All National Forests in California Are Closed Until September 17
Update: While most of the national forests in California have re-opened, the Los Padres, Angeles, San Bernardino, and Cleveland national forests remain closed through September 22. The Eldorado National Forest is closed through at least September 30 due to the Caldor Fire.
In light of the record-breaking wildfires that are burning across California, the United States Forest Service (USFS) has closed all of the state’s national forests as of midnight last night, August 31. The forests will be closed until midnight on Friday, September 17.
“We do not take this decision lightly but this is the best choice for public safety,” said Regional Forester Jennifer Eberlien in a press release. “It is especially hard with the approaching Labor Day weekend, when so many people enjoy our national forests.”

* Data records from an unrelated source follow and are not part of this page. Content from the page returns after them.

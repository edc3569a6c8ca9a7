//! Cosmetic progress reporting.
//!
//! Neither helper measures anything: one replays a fixed list of steps on a
//! timer, the other ticks a percentage upward while some work is pending.

use std::future::Future;
use std::time::Duration;

use tokio_util::sync::CancellationToken;

use crate::notify::Notifier;

/// Percentage added per ticker interval.
pub const TICK_STEP: u8 = 5;
/// The ticker never goes past this until the work completes.
pub const TICK_CAP: u8 = 90;

/// One step of a scripted progress sequence.
#[derive(Debug, Clone, Copy, PartialEq, Eq)]
pub struct ProgressStep {
    pub percent: u8,
    pub status: &'static str,
}

/// Replay `steps`, waiting `delay` before each one. Stops early on cancel.
pub async fn play_steps(
    steps: &[ProgressStep],
    delay: Duration,
    notifier: &dyn Notifier,
    cancel: &CancellationToken,
) {
    for step in steps {
        tokio::select! {
            _ = cancel.cancelled() => return,
            _ = tokio::time::sleep(delay) => notifier.progress(step.percent, step.status),
        }
    }
}

/// Drive `work` to completion while a synthetic ticker reports progress.
///
/// The ticker adds [`TICK_STEP`] every `tick` and stops at [`TICK_CAP`]; the
/// caller reports 100% itself once it knows the work succeeded.
pub async fn with_ticker<F, T>(work: F, tick: Duration, status: &str, notifier: &dyn Notifier) -> T
where
    F: Future<Output = T>,
{
    tokio::pin!(work);
    let mut interval = tokio::time::interval(tick);
    // First tick fires immediately.
    interval.tick().await;

    let mut percent = 0u8;
    loop {
        tokio::select! {
            out = &mut work => return out,
            _ = interval.tick(), if percent < TICK_CAP => {
                percent = percent.saturating_add(TICK_STEP).min(TICK_CAP);
                notifier.progress(percent, status);
            }
        }
    }
}
//! Portal orchestrator: sequences the wizard steps for a role.
//!
//! ```text
//! student: Onboarding ──┐
//!                       ├─> Qa ─> Assessment
//! admin:   Upload ──────┘
//! ```
//!
//! Entering `Qa` needs both a document and preferences. Entering `Assessment`
//! stages both into the session store. Nothing moves backwards on its own;
//! `back` is the only way to revisit a step.

use std::fmt;

use anyhow::Result;
use serde::{Deserialize, Serialize};
use thiserror::Error;
use tracing::info;

use crate::model::Preferences;
use crate::routes::Route;
use crate::session::SessionStore;

/// Who is using the portal.
#[derive(Debug, Clone, Copy, PartialEq, Eq, Serialize, Deserialize)]
#[serde(rename_all = "lowercase")]
pub enum PortalRole {
    Admin,
    Student,
}

impl PortalRole {
    /// Role served by a route, if any.
    pub fn for_route(route: Route) -> Option<Self> {
        match route {
            Route::Admin => Some(PortalRole::Admin),
            Route::Student => Some(PortalRole::Student),
            Route::Landing | Route::Assessment => None,
        }
    }

    fn first_step(self) -> Step {
        match self {
            PortalRole::Admin => Step::Upload,
            PortalRole::Student => Step::Onboarding,
        }
    }
}

/// A wizard step.
#[derive(Debug, Clone, Copy, PartialEq, Eq, Serialize, Deserialize)]
#[serde(rename_all = "lowercase")]
pub enum Step {
    Onboarding,
    Upload,
    Qa,
    Assessment,
}

impl fmt::Display for Step {
    fn fmt(&self, f: &mut fmt::Formatter<'_>) -> fmt::Result {
        match self {
            Step::Onboarding => write!(f, "onboarding"),
            Step::Upload => write!(f, "upload"),
            Step::Qa => write!(f, "qa"),
            Step::Assessment => write!(f, "assessment"),
        }
    }
}

/// A refused transition.
#[derive(Debug, Error, PartialEq, Eq)]
pub enum TransitionError {
    #[error("cannot do that during the {0} step")]
    WrongStep(Step),
    #[error("a document is required first")]
    MissingDocument,
    #[error("preferences are required first")]
    MissingPreferences,
    #[error("preferences were already chosen")]
    PreferencesLocked,
    #[error("there is no earlier step")]
    NoPriorStep,
}

/// Single-page state machine for one role.
#[derive(Debug)]
pub struct Portal {
    role: PortalRole,
    step: Step,
    history: Vec<Step>,
    preferences: Option<Preferences>,
    document_text: Option<String>,
}

impl Portal {
    pub fn new(role: PortalRole) -> Self {
        Self {
            role,
            step: role.first_step(),
            history: Vec::new(),
            preferences: None,
            document_text: None,
        }
    }

    pub fn role(&self) -> PortalRole {
        self.role
    }

    pub fn step(&self) -> Step {
        self.step
    }

    pub fn preferences(&self) -> Option<&Preferences> {
        self.preferences.as_ref()
    }

    pub fn document_text(&self) -> Option<&str> {
        self.document_text.as_deref()
    }

    /// Record preferences. Allowed once, before `Qa`.
    pub fn set_preferences(&mut self, preferences: Preferences) -> Result<(), TransitionError> {
        self.ensure_entry_step()?;
        if self.preferences.is_some() {
            return Err(TransitionError::PreferencesLocked);
        }
        self.preferences = Some(preferences);
        Ok(())
    }

    /// Record the document to study. A later upload replaces an earlier one.
    pub fn attach_document(&mut self, text: impl Into<String>) -> Result<(), TransitionError> {
        self.ensure_entry_step()?;
        self.document_text = Some(text.into());
        Ok(())
    }

    /// Move to `Qa` once both a document and preferences are present.
    pub fn enter_qa(&mut self) -> Result<(), TransitionError> {
        self.ensure_entry_step()?;
        if self.document_text.is_none() {
            return Err(TransitionError::MissingDocument);
        }
        if self.preferences.is_none() {
            return Err(TransitionError::MissingPreferences);
        }
        self.advance(Step::Qa);
        Ok(())
    }

    /// Move from `Qa` to `Assessment`, staging document and preferences into
    /// the session store for the assessment screen.
    pub fn enter_assessment(&mut self, session: &mut SessionStore) -> Result<()> {
        if self.step != Step::Qa {
            return Err(TransitionError::WrongStep(self.step).into());
        }
        let document = self
            .document_text
            .as_deref()
            .ok_or(TransitionError::MissingDocument)?;
        let preferences = self
            .preferences
            .as_ref()
            .ok_or(TransitionError::MissingPreferences)?;
        session.stage(document, preferences)?;
        self.advance(Step::Assessment);
        Ok(())
    }

    /// Manual return to the previous step.
    pub fn back(&mut self) -> Result<Step, TransitionError> {
        let prior = self.history.pop().ok_or(TransitionError::NoPriorStep)?;
        info!(from = %self.step, to = %prior, "stepping back");
        self.step = prior;
        Ok(prior)
    }

    fn ensure_entry_step(&self) -> Result<(), TransitionError> {
        if self.step == self.role.first_step() {
            Ok(())
        } else {
            Err(TransitionError::WrongStep(self.step))
        }
    }

    fn advance(&mut self, next: Step) {
        info!(role = ?self.role, from = %self.step, to = %next, "step");
        self.history.push(self.step);
        self.step = next;
    }
}

#[cfg(test)]
mod tests {
    use super::*;

    fn prefs() -> Preferences {
        Preferences {
            content_format: vec!["Real-world examples".into()],
            assessment_style: vec!["Open-ended questions".into()],
        }
    }

    #[test]
    fn roles_start_at_different_steps() {
        assert_eq!(Portal::new(PortalRole::Admin).step(), Step::Upload);
        assert_eq!(Portal::new(PortalRole::Student).step(), Step::Onboarding);
        assert_eq!(PortalRole::for_route(Route::Admin), Some(PortalRole::Admin));
        assert_eq!(PortalRole::for_route(Route::Landing), None);
    }

    #[test]
    fn qa_needs_document_and_preferences() {
        let mut portal = Portal::new(PortalRole::Student);
        assert_eq!(portal.enter_qa(), Err(TransitionError::MissingDocument));

        portal.attach_document("text").unwrap();
        assert_eq!(portal.enter_qa(), Err(TransitionError::MissingPreferences));

        portal.set_preferences(prefs()).unwrap();
        portal.enter_qa().unwrap();
        assert_eq!(portal.step(), Step::Qa);
    }

    #[test]
    fn preferences_are_immutable() {
        let mut portal = Portal::new(PortalRole::Student);
        portal.set_preferences(prefs()).unwrap();
        assert_eq!(
            portal.set_preferences(Preferences::default()),
            Err(TransitionError::PreferencesLocked)
        );
        assert_eq!(portal.preferences(), Some(&prefs()));
    }

    #[test]
    fn assessment_stages_session() {
        let dir = tempfile::tempdir().unwrap();
        let mut session = SessionStore::open(&dir.path().join("s.json")).unwrap();

        let mut portal = Portal::new(PortalRole::Admin);
        assert!(portal.enter_assessment(&mut session).is_err());

        portal.attach_document("doc").unwrap();
        portal.set_preferences(prefs()).unwrap();
        portal.enter_qa().unwrap();
        portal.enter_assessment(&mut session).unwrap();

        assert_eq!(portal.step(), Step::Assessment);
        let staged = session.rehydrate().unwrap();
        assert_eq!(staged.document_text, "doc");
        assert_eq!(staged.preferences, prefs());
    }

    #[test]
    fn back_walks_history() {
        let mut portal = Portal::new(PortalRole::Admin);
        assert_eq!(portal.back(), Err(TransitionError::NoPriorStep));

        portal.attach_document("doc").unwrap();
        portal.set_preferences(prefs()).unwrap();
        portal.enter_qa().unwrap();
        assert_eq!(
            portal.attach_document("other"),
            Err(TransitionError::WrongStep(Step::Qa))
        );

        assert_eq!(portal.back(), Ok(Step::Upload));
        portal.attach_document("replacement").unwrap();
        assert_eq!(portal.document_text(), Some("replacement"));
    }
}
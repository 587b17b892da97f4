//! Newtype wrappers for entity identifiers.
//!
//! These prevent accidentally mixing up IDs of different entity types
//! at compile time.

use serde::{Deserialize, Serialize};

/// Macro to define a newtype ID wrapping a `String` inner type.
macro_rules! define_string_id {
    (
        $(#[$meta:meta])*
        $name:ident
    ) => {
        $(#[$meta])*
        #[derive(Debug, Clone, PartialEq, Eq, PartialOrd, Ord, Hash, Serialize, Deserialize)]
        #[serde(transparent)]
        pub struct $name(String);

        impl $name {
            /// Creates a new identifier from the given string.
            #[inline]
            #[must_use]
            pub const fn new(value: String) -> Self {
                Self(value)
            }

            /// Generates a fresh random (UUID v4) identifier.
            #[inline]
            #[must_use]
            pub fn generate() -> Self {
                Self(uuid::Uuid::new_v4().to_string())
            }

            /// Returns a reference to the inner string.
            #[inline]
            #[must_use]
            pub fn as_inner(&self) -> &str {
                &self.0
            }

            /// Consumes the wrapper and returns the inner string.
            #[inline]
            #[must_use]
            pub fn into_inner(self) -> String {
                self.0
            }
        }

        impl core::fmt::Display for $name {
            #[inline]
            fn fmt(&self, f: &mut core::fmt::Formatter<'_>) -> core::fmt::Result {
                core::fmt::Display::fmt(&self.0, f)
            }
        }

        impl From<String> for $name {
            #[inline]
            fn from(value: String) -> Self {
                Self(value)
            }
        }

        impl From<&str> for $name {
            #[inline]
            fn from(value: &str) -> Self {
                Self(value.to_owned())
            }
        }
    };
}

define_string_id! {
    /// Unique identifier for an accounting journal.
    JournalId
}

define_string_id! {
    /// Unique identifier for a ledger entry (UUID string).
    EntryId
}

define_string_id! {
    /// Unique identifier for a line inside a ledger entry.
    LineId
}

define_string_id! {
    /// Unique identifier for a bank account.
    BankAccountId
}

define_string_id! {
    /// Unique identifier for a bank statement transaction.
    BankTransactionId
}

define_string_id! {
    /// Unique identifier for a statement reconciliation.
    ReconciliationId
}

define_string_id! {
    /// Unique identifier for a configured tax rate.
    TaxRateId
}

define_string_id! {
    /// Unique identifier for a client or supplier invoice.
    InvoiceId
}

define_string_id! {
    /// Unique identifier for an invoice line.
    ///
    /// Lines built from a sale or reception carry a deterministic id
    /// derived from the source record.
    InvoiceLineId
}

define_string_id! {
    /// Unique identifier for a till sale.
    SaleId
}

define_string_id! {
    /// Unique identifier for a supplier goods reception.
    ReceptionId
}

#[cfg(test)]
mod tests {
    use super::*;

    #[test]
    fn entry_id_serde_roundtrip() {
        let id = EntryId::new("550e8400-e29b-41d4-a716-446655440000".to_owned());
        let json = serde_json::to_string(&id).unwrap();
        assert_eq!(json, r#""550e8400-e29b-41d4-a716-446655440000""#);
        let deserialized: EntryId = serde_json::from_str(&json).unwrap();
        assert_eq!(deserialized, id);
    }

    #[test]
    fn string_id_display() {
        let id = JournalId::new("BQ1".to_owned());
        assert_eq!(id.to_string(), "BQ1");
    }

    #[test]
    fn id_from_str_and_string() {
        let id: SaleId = "s-1".into();
        assert_eq!(id.as_inner(), "s-1");

        let id: ReceptionId = "r-1".to_owned().into();
        assert_eq!(id.into_inner(), "r-1");
    }

    #[test]
    fn generated_ids_are_unique() {
        let first = BankTransactionId::generate();
        let second = BankTransactionId::generate();
        assert_ne!(first, second);
        assert_eq!(first.as_inner().len(), 36);
    }

    #[test]
    fn ids_order_lexicographically() {
        let mut ids = vec![SaleId::from("s-3"), SaleId::from("s-1"), SaleId::from("s-2")];
        ids.sort();
        assert_eq!(ids, vec![SaleId::from("s-1"), SaleId::from("s-2"), SaleId::from("s-3")]);
    }
}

The closure does not apply to Humboldt-Toiyabe National Forest, whose lands are located primarily in neighboring Nevada.
Current weather patterns and the ongoing drought have created hazardous wildfire conditions across the state. Factors that weighed into the decision included decreasing the potential for new wildfires at a time of “extremely limited firefighting resources” and reducing the number of people in national forests to make evacuations easier.
The Forest Service also expressed concern about this year’s intense and unpredictable fire patterns. According to the press release, these patterns include “fire behavior that is beyond the norm of our experiences and models such as large, quick runs at night.”

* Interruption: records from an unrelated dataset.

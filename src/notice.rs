//! User-facing notices about the outcome of operations.

use serde::{Deserialize, Serialize};

use crate::error::LedgerError;

/// How a notice should be presented.
#[derive(Debug, Clone, Copy, PartialEq, Eq, Hash, Default, Serialize, Deserialize)]
#[serde(rename_all = "camelCase")]
pub enum NoticeVariant {
    /// Informational or success notice.
    #[default]
    Default,
    /// Failure notice.
    Destructive,
}

/// Outcome of a user-triggered operation.
#[derive(Debug, Clone, PartialEq, Eq, Serialize, Deserialize)]
pub struct Notice {
    /// Short title.
    pub title: String,
    /// Details.
    pub description: String,
    /// Presentation.
    pub variant: NoticeVariant,
}

impl Notice {
    /// Success notice for `operation`.
    #[inline]
    #[must_use]
    pub fn success<D: Into<String>>(operation: &str, description: D) -> Self {
        Self {
            title: operation.to_owned(),
            description: description.into(),
            variant: NoticeVariant::Default,
        }
    }

    /// Failure notice carrying the operation name and root cause.
    #[inline]
    #[must_use]
    pub fn failure(operation: &str, error: &LedgerError) -> Self {
        Self {
            title: "Error".to_owned(),
            description: format!("{operation} failed: {error}"),
            variant: NoticeVariant::Destructive,
        }
    }

    /// Returns `true` for failure notices.
    #[inline]
    #[must_use]
    pub fn is_failure(&self) -> bool {
        self.variant == NoticeVariant::Destructive
    }
}

/// Receives notices about user-triggered operations.
pub trait Notifier: core::fmt::Debug + Send + Sync {
    /// Delivers a notice.
    fn notify(&self, notice: &Notice);
}

/// Notifier that logs notices through `tracing`.
#[derive(Debug, Clone, Copy, Default)]
#[non_exhaustive]
pub struct TracingNotifier;

impl Notifier for TracingNotifier {
    #[inline]
    fn notify(&self, notice: &Notice) {
        if notice.is_failure() {
            tracing::warn!(title = %notice.title, "{}", notice.description);
        } else {
            tracing::info!(title = %notice.title, "{}", notice.description);
        }
    }
}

With camping and recreation in California’s national forests off the table, for now, how about checking out one of these nearby forests instead? While we can’t guarantee that you’ll escape the smoke that is blanketing much of the western United States, these beautiful forests are, as of now, open and welcoming visitors.
Humboldt-Toiyabe National Forest, Nevada
At 6.3 million acres, Nevada’s Humboldt-Toiyabe National Forest is the largest national forest in the lower 48 states and is home to 18 designated Wilderness areas. The forest is known for its spectacular hiking and horseback riding trails and also has tens of thousands of archeological and prehistoric sites.
While its offices and visitors centers are closed due to the ongoing pandemic, the forest remains open for recreation. Top-rated campgrounds in the Humboldt-Toiyabe include Ward Mountain, Thomas Canyon, and Timber Creek.
Tonto National Forest, Arizona
Tonto National Forest’s 2.9 million acres stretch from the arid desert to high-elevation pine forests. In between, enjoy one of six reservoirs on the Salt and Verde Rivers, which are perfect for watersports, beach days, and lakefront camping. The Campendium community loves the campgrounds at Tortilla and Schoolhouse, and the dispersed camping at Punkin Center.
Siuslaw National Forest, Oregon
The Siuslaw National Forest is one of only two in the continental United States that touches the ocean, and if that isn’t enough to entice you, it also is home to excellent hiking trails, gorgeous sand dunes, and miles of rivers for floating, paddling, and fishing. Best of all? Right now, it’s escaping the worst of the wildfire smoke from the California and Oregon wildfires. Check out the camping at Tillicum Beach, Cape Perpetua, and Sutton.